J’étais pas vraiment pro Ségo... Même si j’ai voté pour elle.
J’étais vraiment contre Sarko. Et je n’ai donc pas voté pour lui.
Je le dis, je le pense, j’ai eu peur et j’ai la peur de ce nouveau président, oui, j’ai la peur de ces gens qui ne partagent pas le pouvoir, j’ai la peur de ces gens qui décident en dépit des autres, pire qui enfoncent les portes fermées sur le libre arbitre (Georges Bush a cannardé l’Irak sur ce postulat), sur le principe du "c’est ce qu’il faut pour vous, je le sais et vous ne le savez pas (encore)", qui imposent par la force, qui répriment, oui, j’ai la peur de ce mec, de ce président futur, j’applaudirais avec joie si il réussit et, je lui souhaite en apolitique que je suis.

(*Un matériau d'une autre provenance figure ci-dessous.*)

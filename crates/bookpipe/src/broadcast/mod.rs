//! Broadcast channels for real-time event streaming.

pub mod book_events;
pub mod job_progress;
pub mod session_events;

pub use book_events::{BookEvent, BookEventBroadcaster};
pub use job_progress::{JobPhase, JobProgressBroadcaster, JobProgressEvent, JobProgressTracker};
pub use session_events::{SessionEvent, SessionEventBroadcaster};
//! Polling of the KDP login status until a terminal condition.

use std::sync::Arc;

use chrono::{Duration as ChronoDuration, Utc};
use log::{debug, info, warn};
use tracing::{info_span, Instrument};

use crate::api::PublishingApi;
use crate::broadcast::{SessionEvent, SessionEventBroadcaster};
use crate::retry::{ErrorClass, RetryPolicy};

use super::model::ExternalSession;
use super::store::SessionStore;

/// How a probe ended.
#[derive(Debug, Clone, PartialEq, Eq)]
pub enum ProbeOutcome {
    Connected(ExternalSession),
    /// The backend answered with an explicit error or a terminal rejection.
    Failed(String),
    /// Every attempt was used without a definite answer.
    TimedOut { attempts: u32 },
}

impl ProbeOutcome {
    pub fn is_connected(&self) -> bool {
        matches!(self, ProbeOutcome::Connected(_))
    }
}

/// Polls `GET kdp-login-status` within a fixed attempt budget.
pub struct StatusProbe {
    api: Arc<dyn PublishingApi>,
    store: Arc<dyn SessionStore>,
    policy: RetryPolicy,
    ttl: ChronoDuration,
    events: SessionEventBroadcaster,
}

impl StatusProbe {
    pub fn new(
        api: Arc<dyn PublishingApi>,
        store: Arc<dyn SessionStore>,
        policy: RetryPolicy,
        ttl: ChronoDuration,
        events: SessionEventBroadcaster,
    ) -> Self {
        Self {
            api,
            store,
            policy,
            ttl,
            events,
        }
    }

    pub fn events(&self) -> &SessionEventBroadcaster {
        &self.events
    }

    pub async fn probe(&self) -> ProbeOutcome {
        let span = info_span!("status_probe", max_attempts = self.policy.max_attempts);
        self.poll().instrument(span).await
    }

    async fn poll(&self) -> ProbeOutcome {
        let max_attempts = self.policy.max_attempts.max(1);

        for attempt in 1..=max_attempts {
            match self.api.kdp_login_status().await {
                Ok(status) => {
                    if status.logged_in {
                        if let Some(email) = status.account_email() {
                            return self.connected(email);
                        }
                        debug!("Login reported without an account email (attempt {})", attempt);
                    } else if let Some(error) = status.explicit_error() {
                        warn!("KDP login failed: {}", error);
                        return ProbeOutcome::Failed(error.to_string());
                    } else {
                        debug!("KDP login pending (attempt {}/{})", attempt, max_attempts);
                    }
                }
                Err(e) => match RetryPolicy::classify(&e) {
                    ErrorClass::Terminal => {
                        warn!("KDP login status rejected: {}", e);
                        return ProbeOutcome::Failed(e.to_string());
                    }
                    ErrorClass::Retryable => {
                        debug!(
                            "Transient error polling login status (attempt {}/{}): {}",
                            attempt, max_attempts, e
                        );
                    }
                },
            }

            if attempt < max_attempts {
                tokio::time::sleep(self.policy.delay_after(attempt)).await;
            }
        }

        warn!("KDP login status undecided after {} attempt(s)", max_attempts);
        ProbeOutcome::TimedOut {
            attempts: max_attempts,
        }
    }

    fn connected(&self, email: &str) -> ProbeOutcome {
        let session = ExternalSession::connected(email, Utc::now(), self.ttl);
        if let Err(e) = self.store.set(&session) {
            warn!("Failed to persist KDP session: {}", e);
        }
        info!("KDP account connected as {}", email);
        self.events.send(SessionEvent::Connected(session.clone()));
        ProbeOutcome::Connected(session)
    }
}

Il y a des promesses qui restent et les attentes qui en découlent. Comme une France divisée en deux
Le monde est divisé, et François Bayrou l’a claironné, il n’y pas de pouvoir sans contre-pouvoir.
. Il n’y a pas de décision saine sans que quelqu’un n’y oppose le fait que l’on puisse se tromper.Alea jacta est.